I thank you all for your prayers and well wishes. I’ll be giving you all up dates as time goes on. This is my new normal. And I’ll live thru it.
An up date on my health. My face is starting to look more normal. I still have to go thru chemo and radiation. But they tell me it will only need to be low levels. The part that sucks is that it will take 7 weeks. I know that some of the time I’m going to not feel like doing anything but God will give me the power to make it thru what I need to.
This was going to be my turning year. 2019 started out on a high note. I was the new manage of a men’s sober home. And I felt good that I was doing God’s work.
Then as summer came, I found that I could not eat like I used to. That is when I found out that I had cancer of the mouth and face. The doctor said I had around two months to live. I was OK with that. That is because I now had something to fight.
I went into the hospital on July 30, 2019. The doctors pealed my face apart and got the cancer. They told me I would have to go for radiation. Then came the news that I would also have to do chemo. And I was still OK. As I was still in for the fight.
Then only two weeks after I was out of the hospital I was told I was being let go as the house manager of the men’s house. Now that would not be so bad, but it also meant that I’m also losing my place to live.
I have not started my chemo or radiation. But now as I start to go thru this I have to move. Not only move but I have to find a place to move to. This thing of fighting the cancer is hard enough. But to have to find a place to live and to move there. I just don’t know.
I’m still on a tube feeding system. That means that I take all my food thru a tube in my gut. I pump liquid in the tube and that is how I eat.

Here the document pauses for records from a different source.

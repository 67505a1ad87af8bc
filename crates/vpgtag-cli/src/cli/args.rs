//! Shared argument builders for CLI commands.
//!
//! Each function returns a `clap::Arg` that can be composed into commands.

use std::path::PathBuf;

use clap::{Arg, ArgAction, value_parser};

/// Grammar file (positional).
pub fn grammar_path_arg() -> Arg {
    Arg::new("grammar_path")
        .value_name("GRAMMAR")
        .required(true)
        .value_parser(value_parser!(PathBuf))
        .help("Grammar file (.g4 text, or .json)")
}

/// Directory walked for `.g4` files (positional).
pub fn input_dir_arg() -> Arg {
    Arg::new("input_dir")
        .value_name("DIR")
        .required(true)
        .value_parser(value_parser!(PathBuf))
        .help("Directory searched recursively for .g4 files")
}

/// Report directory (-o/--output).
pub fn output_dir_arg() -> Arg {
    Arg::new("output")
        .short('o')
        .long("output")
        .value_name("OUT")
        .default_value("results")
        .value_parser(value_parser!(PathBuf))
        .help("Directory receiving the report files")
}

/// Size gate before cycle enumeration (--max-nonterminals).
pub fn max_non_terminals_arg() -> Arg {
    Arg::new("max_non_terminals")
        .long("max-nonterminals")
        .value_name("N")
        .value_parser(value_parser!(usize))
        .help("Skip cycle analysis for grammars with more nonterminals [default: 70]")
}

/// Cross-check with the exhaustive tagging search (--brute-force).
pub fn brute_force_arg() -> Arg {
    Arg::new("brute_force")
        .long("brute-force")
        .action(ArgAction::SetTrue)
        .help("Compare the tagging against an exhaustive search")
}

/// Keep conflicting pairs in the pair table (--keep-contradictions).
pub fn keep_contradictions_arg() -> Arg {
    Arg::new("keep_contradictions")
        .long("keep-contradictions")
        .action(ArgAction::SetTrue)
        .help("Keep pairs that conflict with the committed tagging")
}

/// Skip the simple-form rewrite (--no-simplify).
pub fn no_simplify_arg() -> Arg {
    Arg::new("no_simplify")
        .long("no-simplify")
        .action(ArgAction::SetTrue)
        .help("Analyze without extracting long call/return spans")
}

/// Serialized report instead of text (--json).
pub fn json_arg() -> Arg {
    Arg::new("json")
        .long("json")
        .action(ArgAction::SetTrue)
        .help("Print the report as JSON")
}

/// Color output control (--color).
pub fn color_arg() -> Arg {
    Arg::new("color")
        .long("color")
        .value_name("WHEN")
        .default_value("auto")
        .value_parser(["auto", "always", "never"])
        .help("Colorize output")
}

So, like I said this was going to be my turning point. I was going to start taking better care of myself. Stop smoking, start working out. Not in a big way to start just taking a walk, then see what happens. Eat better too. Things like salads, chicken, fish, stake. But stay away from fried food, and all the fast food too. The biggest thing was I was going to spend my money on dressing better.
I also wanted to spend more time working on my music CD, my singing, and on my DJing. I was going to cut my work hours to spend more time on helping other and get some place in my life or what I have left of it.

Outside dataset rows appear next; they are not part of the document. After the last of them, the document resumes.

//! Call/return tagging.
//!
//! Three passes, run as harvest → tag → repair → tag:
//! - [`Grammar::harvest_pairs`] collects candidate `(call, return)` pairs
//! - [`Grammar::tag_by_precedence`] commits pairs most-frequent first
//! - [`Grammar::remove_non_matching_tagging`] demotes unbalanced terminals

use std::collections::HashSet;

use indexmap::{IndexMap, IndexSet};

use super::{Alternative, Grammar, NodeId};

/// Which side of a pair a terminal sits on.
#[derive(Clone, Copy, PartialEq, Eq, Debug)]
pub(crate) enum Role {
    Call,
    Return,
}

impl Grammar {
    /// Collect candidate pairs from every reachable alternative.
    ///
    /// Recomputes the reachable symbols, then resets the pair multiset and
    /// the plain set. A terminal with a repetition suffix, or with no partner
    /// in an alternative, becomes plain.
    pub fn harvest_pairs(&mut self) {
        self.refresh_symbols();
        let mut pairs = Vec::new();
        let mut plain = IndexSet::new();

        for nt in self.reachable_non_terminals() {
            for alt in self.alternatives(nt) {
                self.harvest_alternative(alt, &mut pairs, &mut plain);
            }
        }

        tracing::debug!(
            pairs = pairs.len(),
            plain = plain.len(),
            "harvested candidate pairs"
        );
        self.pairs = pairs;
        self.plain = plain;
    }

    fn harvest_alternative(
        &self,
        alt: &Alternative,
        pairs: &mut Vec<(NodeId, NodeId)>,
        plain: &mut IndexSet<NodeId>,
    ) {
        let occurrences = alt.occurrences();
        let mut paired = HashSet::new();

        for (i, c) in occurrences.iter().enumerate() {
            if !self.is_terminal(c.node) {
                continue;
            }

            let mut found = false;
            if c.suffix.is_none() {
                for r in occurrences[i + 1..].iter().rev() {
                    if self.is_terminal(r.node) && r.suffix.is_none() && r.node != c.node {
                        pairs.push((c.node, r.node));
                        found = true;
                        paired.insert(c.node);
                        paired.insert(r.node);
                    }
                }
            } else {
                plain.insert(c.node);
            }

            if !found && !paired.contains(&c.node) {
                plain.insert(c.node);
            }
        }
    }

    /// Greedy tagging: commit pairs in descending frequency.
    ///
    /// Equal frequencies keep first-harvest order. A pair is skipped when
    /// both sides are the same terminal, either side is plain, or either
    /// side already holds the opposite role. With `remove_contradictions`,
    /// skipped pairs are deleted from the multiset.
    pub fn tag_by_precedence(&mut self, remove_contradictions: bool) {
        self.call.clear();
        self.ret.clear();

        let mut counts: IndexMap<(NodeId, NodeId), usize> = IndexMap::new();
        for &pair in &self.pairs {
            *counts.entry(pair).or_default() += 1;
        }
        let mut ranked: Vec<_> = counts.into_iter().collect();
        ranked.sort_by(|a, b| b.1.cmp(&a.1));

        let mut rejected = HashSet::new();
        for ((c, r), _) in ranked {
            if self.contradicts(c, r) {
                rejected.insert((c, r));
                continue;
            }
            self.call.insert(c);
            self.ret.insert(r);
        }

        if remove_contradictions {
            self.pairs.retain(|pair| !rejected.contains(pair));
        }

        tracing::debug!(
            call = self.call.len(),
            ret = self.ret.len(),
            rejected = rejected.len(),
            "tagged by precedence"
        );
    }

    fn contradicts(&self, c: NodeId, r: NodeId) -> bool {
        c == r
            || self.plain.contains(&c)
            || self.plain.contains(&r)
            || self.ret.contains(&c)
            || self.call.contains(&r)
    }

    /// Demote tagged terminals that outnumber their partner in some alternative.
    ///
    /// Only suffix-free occurrences are counted. Demoted terminals join the
    /// plain set and leave `call`/`ret`; rerun [`tag_by_precedence`] after.
    ///
    /// [`tag_by_precedence`]: Grammar::tag_by_precedence
    pub fn remove_non_matching_tagging(&mut self) {
        let mut demoted = IndexSet::new();

        for nt in self.reachable_non_terminals() {
            for alt in self.alternatives(nt) {
                let mut counts: IndexMap<NodeId, usize> = IndexMap::new();
                for occ in alt {
                    if self.is_terminal(occ.node) && occ.suffix.is_none() {
                        *counts.entry(occ.node).or_default() += 1;
                    }
                }

                for (&t, &count) in &counts {
                    let role = if self.call.contains(&t) {
                        Role::Call
                    } else if self.ret.contains(&t) {
                        Role::Return
                    } else {
                        continue;
                    };
                    let partner_count = self
                        .partner(t, role)
                        .and_then(|p| counts.get(&p).copied())
                        .unwrap_or(0);
                    if count > partner_count {
                        demoted.insert(t);
                    }
                }
            }
        }

        for t in &demoted {
            self.call.shift_remove(t);
            self.ret.shift_remove(t);
        }
        tracing::debug!(demoted = demoted.len(), "removed non-matching tagging");
        self.plain.extend(demoted);
    }

    /// The first pair in the pair table with `t` on the given side.
    pub(crate) fn partner(&self, t: NodeId, role: Role) -> Option<NodeId> {
        self.pairs.iter().find_map(|&(c, r)| match role {
            Role::Call if c == t => Some(r),
            Role::Return if r == t => Some(c),
            _ => None,
        })
    }

    /// Distinct pairs in first-harvest order.
    pub fn distinct_pairs(&self) -> Vec<(NodeId, NodeId)> {
        let unique: IndexSet<(NodeId, NodeId)> = self.pairs.iter().copied().collect();
        unique.into_iter().collect()
    }

    /// Run the two-round tagging: tag, repair, tag again.
    pub fn tag(&mut self, remove_contradictions: bool) {
        self.harvest_pairs();
        self.tag_by_precedence(remove_contradictions);
        self.remove_non_matching_tagging();
        self.tag_by_precedence(remove_contradictions);
    }
}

The doctors say that if I do the radiation and the chemo I’ll have a better that 72% chance of beating the cancer fully. And I should still have many good years in front of me. But now…
And then six days after I was told that I’m no longer the manager I’m told that I only have six more days to move.
I just don’t know what I’m going to do. I know that God has it under control, but I wish he would keep me in the loop.
The one other thing I wanted to do was find a church I can fall in love with and sing at and help in what ever way God wants me to.
But as I said I don’t know what I’m going to do now.
Right now, I’m scared about all this. I’m still in for the fight of and for my life. But now I have to go thru all of this with no place to live.
Right now I need the fallowing,
A place to live, some place like a small one bed room that I can work at. Also, a place that my nurses, speech and physical therapist can come to so they can help me get back to normal. Or as normal as I ever was.